Este carácter semi-sagrado que se concede a la figura de Lenin queda aún más patente en otras partes del libro, como en la siguiente cita:
Naturalmente, desde el punto de vista formal, Radek puede apelar de vez en cuando a Lenin. Y es lo que hace: esta parte de los textos, todo el mundo la "tiene a mano". Pero, como demostraré más adelante, las afirmaciones de este género hechas por Lenin respecto a mí tenían un carácter puramente episódico y eran erróneas, esto es, no caracterizaban en modo alguno mi verdadera posición, ni aun la de 1905.

(León Trotsky: p. 107)

Nótese que Trotsky no argumenta (de hecho no lo hace ni una sola vez en este libro) que Lenin pudiera estar equivocado. Se limita a afirmar, una y otra vez, que sus enemigos no entendieron al "maestro" correctamente o incluso han tergiversado sus palabras, pero jamás se plantea siquiera la posibilidad de que Lenin pudiera estar equivocado.

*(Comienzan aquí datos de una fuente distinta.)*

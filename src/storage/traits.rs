//! Storage backend trait.
//!
//! The single contract consumed by the host agent runtime. Implementations
//! are a closed set selected at construction ([`crate::S3Backend`],
//! [`crate::PostgresBackend`]), not discovered dynamically. Expected
//! conditions are reported inside the structured results; only
//! infrastructure faults raise [`crate::Error`].

use crate::Result;
use crate::models::{
    DownloadResult, EditResult, GrepResult, ListResult, ReadResult, UploadItem, WriteResult,
};
use async_trait::async_trait;

/// Path-addressed file operations over a persistent store.
///
/// All operations are non-blocking and safe to overlap from a single
/// logical worker. The backing store is the sole arbiter of concurrent
/// writers: no in-process lock serializes operations on the same path, and
/// callers must treat `AlreadyExists` races as expected outcomes.
///
/// `initialize` and `close` must not be invoked concurrently with each
/// other on the same instance, and no operation may be issued after
/// `close` returns.
#[async_trait]
pub trait StorageBackend: Send + Sync {
    /// Prepares the backend for use.
    ///
    /// Idempotent: the first successful call creates whatever the store
    /// needs (schema and indexes for the relational backend, the SDK client
    /// for the object store); repeated calls are no-ops. Operations invoked
    /// before this completes report `NotInitialized`.
    async fn initialize(&self) -> Result<()>;

    /// Releases pooled resources.
    ///
    /// Safe to call when `initialize` never ran or failed partway.
    async fn close(&self) -> Result<()>;

    /// Reads a line window of a file.
    ///
    /// Each line is prefixed with its 1-based number. `offset` is the
    /// 1-based first line; `limit` caps the number of lines. An offset past
    /// the end of the file yields empty content, not an error. Reports
    /// `NotFound` when no record exists.
    async fn read(
        &self,
        path: &str,
        offset: Option<usize>,
        limit: Option<usize>,
    ) -> Result<ReadResult>;

    /// Creates a file if absent.
    ///
    /// Reports `AlreadyExists` when a record is present; overwrite goes
    /// through [`Self::edit`].
    async fn write(&self, path: &str, content: &str) -> Result<WriteResult>;

    /// Replaces occurrences of `old` with `new` in place.
    ///
    /// Reports `NotFound` when the file is missing, `NoMatch` on zero
    /// occurrences, and `AmbiguousMatch` when `old` occurs more than once
    /// without `replace_all`. With `replace_all`, every occurrence is
    /// replaced and the count reported.
    async fn edit(
        &self,
        path: &str,
        old: &str,
        new: &str,
        replace_all: bool,
    ) -> Result<EditResult>;

    /// Lists the direct children of a prefix.
    ///
    /// One level only: files deeper than the prefix collapse into
    /// synthesized directory entries. Entries come back ordered by path.
    async fn list(&self, prefix: &str) -> Result<ListResult>;

    /// Finds files under `root` matching a glob pattern.
    ///
    /// Files only, no synthesized directories. `*` matches within one
    /// segment, `**` zero or more segments, `?` one character;
    /// case-sensitive.
    async fn glob(&self, pattern: &str, root: &str) -> Result<ListResult>;

    /// Searches file content for a literal substring.
    ///
    /// Scans every line of every file under `prefix` (the whole store when
    /// omitted) whose path satisfies `file_glob`. Returns an empty match
    /// set, never an error, when nothing matches.
    async fn grep(
        &self,
        query: &str,
        prefix: Option<&str>,
        file_glob: Option<&str>,
    ) -> Result<GrepResult>;

    /// Uploads raw bytes in a batch.
    ///
    /// Items are independent: no cross-item transaction, no ordering
    /// guarantee, and a failure (including an infrastructure failure) is
    /// recorded in that item's own result rather than raised.
    async fn upload(&self, items: &[UploadItem]) -> Result<Vec<WriteResult>>;

    /// Downloads raw bytes in a batch.
    ///
    /// Items are independent; each result carries either the bytes or that
    /// item's failure.
    async fn download(&self, paths: &[String]) -> Result<Vec<DownloadResult>>;
}
//! Content codec: line-oriented payloads and text transformations.
//!
//! Files are presented to callers as line-oriented text but persisted as
//! structured records: a JSON payload holding an ordered line array (or a
//! base64 body for binary content) plus timestamps. Both backends share this
//! codec so reads, edits, and searches behave identically regardless of the
//! backing store.
//!
//! Contract: `decode(encode(x)) == x` for any UTF-8 text, including embedded
//! newlines and empty content. Binary content bypasses line-splitting and
//! round-trips as opaque bytes.

use crate::models::OpError;
use crate::{Error, Result};
use base64::Engine as _;
use base64::engine::general_purpose::STANDARD as BASE64;
use serde::{Deserialize, Serialize};

/// Persisted content body: an ordered line array for text, base64 for bytes
/// that are not valid UTF-8.
#[derive(Debug, Clone, PartialEq, Eq, Serialize, Deserialize)]
#[serde(untagged)]
pub enum FileBody {
    /// Line-oriented text content.
    Text {
        /// The lines, in order, without trailing newlines.
        content: Vec<String>,
    },
    /// Opaque binary content.
    Binary {
        /// Base64-encoded bytes.
        binary: String,
    },
}

/// Full persisted payload: body plus record metadata.
///
/// The object-store backend serializes the whole payload as the blob body.
/// The relational backend stores the body in a JSONB column and the
/// metadata in dedicated columns.
#[derive(Debug, Clone, PartialEq, Eq, Serialize, Deserialize)]
pub struct FilePayload {
    /// Content body.
    #[serde(flatten)]
    pub body: FileBody,
    /// Creation Unix timestamp in seconds.
    #[serde(default)]
    pub created_at: u64,
    /// Last-modified Unix timestamp in seconds.
    #[serde(default)]
    pub modified_at: u64,
}

/// Encodes UTF-8 text into a line-array body.
#[must_use]
pub fn encode_text(text: &str) -> FileBody {
    FileBody::Text {
        content: text.split('\n').map(str::to_string).collect(),
    }
}

/// Encodes raw bytes: valid UTF-8 becomes line-oriented text, anything else
/// a base64 binary body.
#[must_use]
pub fn encode_bytes(bytes: &[u8]) -> FileBody {
    match std::str::from_utf8(bytes) {
        Ok(text) => encode_text(text),
        Err(_) => FileBody::Binary {
            binary: BASE64.encode(bytes),
        },
    }
}

/// Decodes a body back into text.
///
/// Binary bodies only arise from non-UTF-8 uploads; rendering them as text
/// is lossy by construction, and `decode_bytes` is the faithful channel.
#[must_use]
pub fn decode_text(body: &FileBody) -> String {
    match body {
        FileBody::Text { content } => content.join("\n"),
        FileBody::Binary { binary } => {
            String::from_utf8_lossy(&BASE64.decode(binary).unwrap_or_default()).into_owned()
        }
    }
}

/// Decodes a body into raw bytes.
///
/// # Errors
///
/// Returns [`Error::OperationFailed`] when a binary body holds corrupt
/// base64.
pub fn decode_bytes(body: &FileBody) -> Result<Vec<u8>> {
    match body {
        FileBody::Text { content } => Ok(content.join("\n").into_bytes()),
        FileBody::Binary { binary } => BASE64.decode(binary).map_err(|e| Error::OperationFailed {
            operation: "decode_binary_body".to_string(),
            cause: e.to_string(),
        }),
    }
}

/// Returns the lines of a body for scanning and rendering.
#[must_use]
pub fn body_lines(body: &FileBody) -> Vec<String> {
    match body {
        FileBody::Text { content } => content.clone(),
        // Lossy fallback: split the decoded bytes so line numbering stays
        // consistent with what a read would render.
        FileBody::Binary { .. } => decode_text(body).split('\n').map(str::to_string).collect(),
    }
}

/// Renders a line window with 1-based, right-aligned line numbers.
///
/// `offset` is the 1-based first line to include (`None` and `0` behave as
/// 1); `limit` caps the number of lines. An offset past the end of the file
/// yields empty content. Line numbers are absolute, so a windowed read is
/// stable against the same content snapshot.
#[must_use]
pub fn render_numbered(lines: &[String], offset: Option<usize>, limit: Option<usize>) -> String {
    let start = offset.unwrap_or(1).max(1) - 1;
    if start >= lines.len() {
        return String::new();
    }
    let end = limit.map_or(lines.len(), |l| lines.len().min(start.saturating_add(l)));

    lines[start..end]
        .iter()
        .enumerate()
        .map(|(i, line)| format!("{:>6}\t{line}", start + i + 1))
        .collect::<Vec<_>>()
        .join("\n")
}

/// Applies a substring replacement to text content.
///
/// Returns the new text and the number of occurrences replaced.
///
/// # Errors
///
/// Returns [`OpError::NoMatch`] when `old` does not occur (or is empty) and
/// [`OpError::AmbiguousMatch`] when it occurs more than once without
/// `replace_all`.
pub fn edit_text(
    path: &str,
    text: &str,
    old: &str,
    new: &str,
    replace_all: bool,
) -> std::result::Result<(String, usize), OpError> {
    if old.is_empty() {
        return Err(OpError::NoMatch {
            path: path.to_string(),
            needle: old.to_string(),
        });
    }

    let occurrences = text.matches(old).count();
    match occurrences {
        0 => Err(OpError::NoMatch {
            path: path.to_string(),
            needle: old.to_string(),
        }),
        1 => Ok((text.replacen(old, new, 1), 1)),
        n if replace_all => Ok((text.replace(old, new), n)),
        n => Err(OpError::AmbiguousMatch {
            path: path.to_string(),
            needle: old.to_string(),
            occurrences: n,
        }),
    }
}
#[async_trait]
impl StorageBackend for S3Backend {
    async fn initialize(&self) -> Result<()> {
        let mut guard = self.client.write().await;
        if guard.is_some() {
            return Ok(());
        }

        self.config.validate()?;
        let client = Self::build_client(&self.config).await;

        tracing::info!(
            bucket = self.config.bucket,
            prefix = self.config.prefix,
            "S3 backend initialized"
        );
        *guard = Some(client);
        Ok(())
    }

    async fn close(&self) -> Result<()> {
        let mut guard = self.client.write().await;
        if guard.take().is_some() {
            tracing::debug!(bucket = self.config.bucket, "S3 client released");
        }
        Ok(())
    }

    async fn read(
        &self,
        path: &str,
        offset: Option<usize>,
        limit: Option<usize>,
    ) -> Result<ReadResult> {
        let vpath = match VirtualPath::parse(path) {
            Ok(p) => p,
            Err(e) => return Ok(ReadResult::err(path.to_string(), e)),
        };
        let Some(client) = self.client().await else {
            return Ok(ReadResult::err(vpath.to_string(), OpError::NotInitialized));
        };

        match self.fetch_payload(&client, &self.key_of(&vpath)).await? {
            Some(payload) => {
                let lines = codec::body_lines(&payload.body);
                Ok(ReadResult::ok(
                    vpath.to_string(),
                    codec::render_numbered(&lines, offset, limit),
                ))
            }
            None => {
                let path = vpath.to_string();
                Ok(ReadResult::err(path.clone(), OpError::NotFound { path }))
            }
        }
    }

    async fn write(&self, path: &str, content: &str) -> Result<WriteResult> {
        let vpath = match VirtualPath::parse(path) {
            Ok(p) => p,
            Err(e) => return Ok(WriteResult::err(path.to_string(), e)),
        };
        let Some(client) = self.client().await else {
            return Ok(WriteResult::err(vpath.to_string(), OpError::NotInitialized));
        };

        let body = codec::encode_text(content);
        self.write_body(&client, &vpath, body, content.len() as u64)
            .await
    }

    async fn edit(
        &self,
        path: &str,
        old: &str,
        new: &str,
        replace_all: bool,
    ) -> Result<EditResult> {
        let vpath = match VirtualPath::parse(path) {
            Ok(p) => p,
            Err(e) => return Ok(EditResult::err(path.to_string(), e)),
        };
        let Some(client) = self.client().await else {
            return Ok(EditResult::err(vpath.to_string(), OpError::NotInitialized));
        };

        let key = self.key_of(&vpath);
        let Some(payload) = self.fetch_payload(&client, &key).await? else {
            let path = vpath.to_string();
            return Ok(EditResult::err(path.clone(), OpError::NotFound { path }));
        };

        let text = codec::decode_text(&payload.body);
        let (updated, occurrences) =
            match codec::edit_text(vpath.as_str(), &text, old, new, replace_all) {
                Ok(result) => result,
                Err(e) => return Ok(EditResult::err(vpath.to_string(), e)),
            };

        let new_payload = FilePayload {
            body: codec::encode_text(&updated),
            created_at: payload.created_at,
            modified_at: current_timestamp(),
        };
        self.put_payload(&client, &key, &new_payload).await?;

        Ok(EditResult::ok(vpath.to_string(), occurrences))
    }

    async fn list(&self, prefix: &str) -> Result<ListResult> {
        let prefix = match VirtualPath::parse_prefix(prefix) {
            Ok(p) => p,
            Err(e) => return Ok(ListResult::err(e)),
        };
        let Some(client) = self.client().await else {
            return Ok(ListResult::err(OpError::NotInitialized));
        };

        let files = self.files_under(&client, &prefix).await?;
        Ok(ListResult::ok(listing::direct_children(&prefix, &files)))
    }

    async fn glob(&self, pattern: &str, root: &str) -> Result<ListResult> {
        let root = match VirtualPath::parse_prefix(root) {
            Ok(p) => p,
            Err(e) => return Ok(ListResult::err(e)),
        };
        let Some(client) = self.client().await else {
            return Ok(ListResult::err(OpError::NotInitialized));
        };

        let matcher = GlobMatcher::new(pattern)?;
        let files = self.files_under(&client, &root).await?;
        Ok(ListResult::ok(listing::glob_entries(&root, &matcher, &files)))
    }

    async fn grep(
        &self,
        query: &str,
        prefix: Option<&str>,
        file_glob: Option<&str>,
    ) -> Result<GrepResult> {
        let prefix = match VirtualPath::parse_prefix(prefix.unwrap_or("/")) {
            Ok(p) => p,
            Err(e) => return Ok(GrepResult::err(e)),
        };
        let Some(client) = self.client().await else {
            return Ok(GrepResult::err(OpError::NotInitialized));
        };

        let filter = match file_glob {
            Some(pattern) => Some(FileFilter::new(pattern)?),
            None => None,
        };

        let prefix_str = listing::dir_prefix(&prefix);
        let files = self.files_under(&client, &prefix).await?;

        let mut matches = Vec::new();
        for file in &files {
            let relative = file.path.strip_prefix(&prefix_str).unwrap_or(&file.path);
            let file_name = file.path.rsplit('/').next().unwrap_or("");
            if let Some(filter) = &filter {
                if !filter.matches(relative, file_name) {
                    continue;
                }
            }

            let vpath = match VirtualPath::parse(&file.path) {
                Ok(p) => p,
                Err(_) => continue,
            };
            // An object deleted between listing and fetch is not a match
            let Some(payload) = self.fetch_payload(&client, &self.key_of(&vpath)).await? else {
                continue;
            };

            let lines = codec::body_lines(&payload.body);
            for (line, text) in grep_scan(&lines, query) {
                matches.push(GrepMatch {
                    path: file.path.clone(),
                    line,
                    text,
                });
            }
        }

        Ok(GrepResult::ok(matches))
    }

    async fn upload(&self, items: &[UploadItem]) -> Result<Vec<WriteResult>> {
        Ok(join_all(items.iter().map(|item| self.upload_one(item))).await)
    }

    async fn download(&self, paths: &[String]) -> Result<Vec<DownloadResult>> {
        Ok(join_all(paths.iter().map(|path| self.download_one(path))).await)
    }
}
#[cfg(test)]
mod tests {
    use super::*;

    #[test]
    fn test_escape_like() {
        assert_eq!(escape_like("/a_b/c%d"), "/a\\_b/c\\%d");
        assert_eq!(escape_like("/plain/path"), "/plain/path");
    }

    #[tokio::test]
    async fn test_operations_before_initialize_report_not_initialized() {
        let backend = PostgresBackend::new(PostgresConfig::default());

        let read = backend.read("/a.txt", None, None).await.unwrap();
        assert_eq!(read.error, Some(OpError::NotInitialized));

        let write = backend.write("/a.txt", "content").await.unwrap();
        assert_eq!(write.error, Some(OpError::NotInitialized));

        let edit = backend.edit("/a.txt", "x", "y", false).await.unwrap();
        assert_eq!(edit.error, Some(OpError::NotInitialized));

        let list = backend.list("/").await.unwrap();
        assert_eq!(list.error, Some(OpError::NotInitialized));

        let glob = backend.glob("*.txt", "/").await.unwrap();
        assert_eq!(glob.error, Some(OpError::NotInitialized));

        let grep = backend.grep("needle", None, None).await.unwrap();
        assert_eq!(grep.error, Some(OpError::NotInitialized));
    }

    #[tokio::test]
    async fn test_invalid_path_reported_before_initialization_check() {
        let backend = PostgresBackend::new(PostgresConfig::default());
        let result = backend.read("/a/../b.txt", None, None).await.unwrap();
        assert!(matches!(result.error, Some(OpError::InvalidPath { .. })));
    }

    #[tokio::test]
    async fn test_close_without_initialize_is_safe() {
        let backend = PostgresBackend::new(PostgresConfig::default());
        backend.close().await.unwrap();
        backend.close().await.unwrap();
    }

    #[tokio::test]
    async fn test_batch_items_isolated_before_initialize() {
        let backend = PostgresBackend::new(PostgresConfig::default());
        let items = vec![
            UploadItem::new("/ok.txt", b"fine".to_vec()),
            UploadItem::new("/bad/../x.txt", b"nope".to_vec()),
        ];

        let results = backend.upload(&items).await.unwrap();
        assert_eq!(results.len(), 2);
        assert_eq!(results[0].error, Some(OpError::NotInitialized));
        assert!(matches!(
            results[1].error,
            Some(OpError::InvalidPath { .. })
        ));
    }
}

En fin, no vamos a continuar por esta línea porque, como digo, el libro entero está trufado de ejemplos de esta actitud escolástica y dogmática. Si acaso, acabemos esta entrada con una cita más en la que queda bien claro no sólo esta actitud, sino también el aire general de disputa meramente personal que llega a adoptar este libro en numerosos pasajes:
Las mismas cuestiones, pero acaso con una fórmula aún más acentuada, se refieren a la revolución de 1917. Desde Nueva York juzgué en una serie de artículos la Revolución de Febrero con el punto de vista de la teoría de la revolución permanente. Todos estos artículos han sido reproducidos. Mis conclusiones tácticas coincidían por completo con las que Lenin deducía simultáneamente desde Ginebra, y, por lo tanto, se hallaban en la misma contradicción irreconciliable con las conclusiones de Kámenev, Stalin y otros epígonos.

Cuando llegué a Petrogrado, nadie me preguntó si renunciaba a los "errores" de la revolución permanente. Y no había por qué. Stalin se escondía púdicamente por los rincones, no deseando más que una cosa: que el partido olvidara lo más pronto posible la política sostenida por él antes de la llegada de Lenin. Yaroslavski no era aún el inspirador de la Comisión de Control, sino que estaba publicando en Kakutsk, en unión de los mencheviques, de Ordzhonikidze y otros, un vulgarísimo periódico semiliberal. Kámenev acusaba a Lenin de "trostkismo", y al encontrarse conmigo, me dijo: "Ahora si [sic] que está usted de enhorabuena".

(León Trotski: pp. 167-168)

Y en esa línea de dimes y diretes transcurre buena parte del libro. Cierto, hay otros pasajes que pueden dar lugar a fructíferas reflexiones y trataremos aquí sobre algunos de ellos. Pero, en líneas generales, me parece que este tomo es una pérdida de tiempo, a no ser que uno se acerque a él con algún interés histórico particular.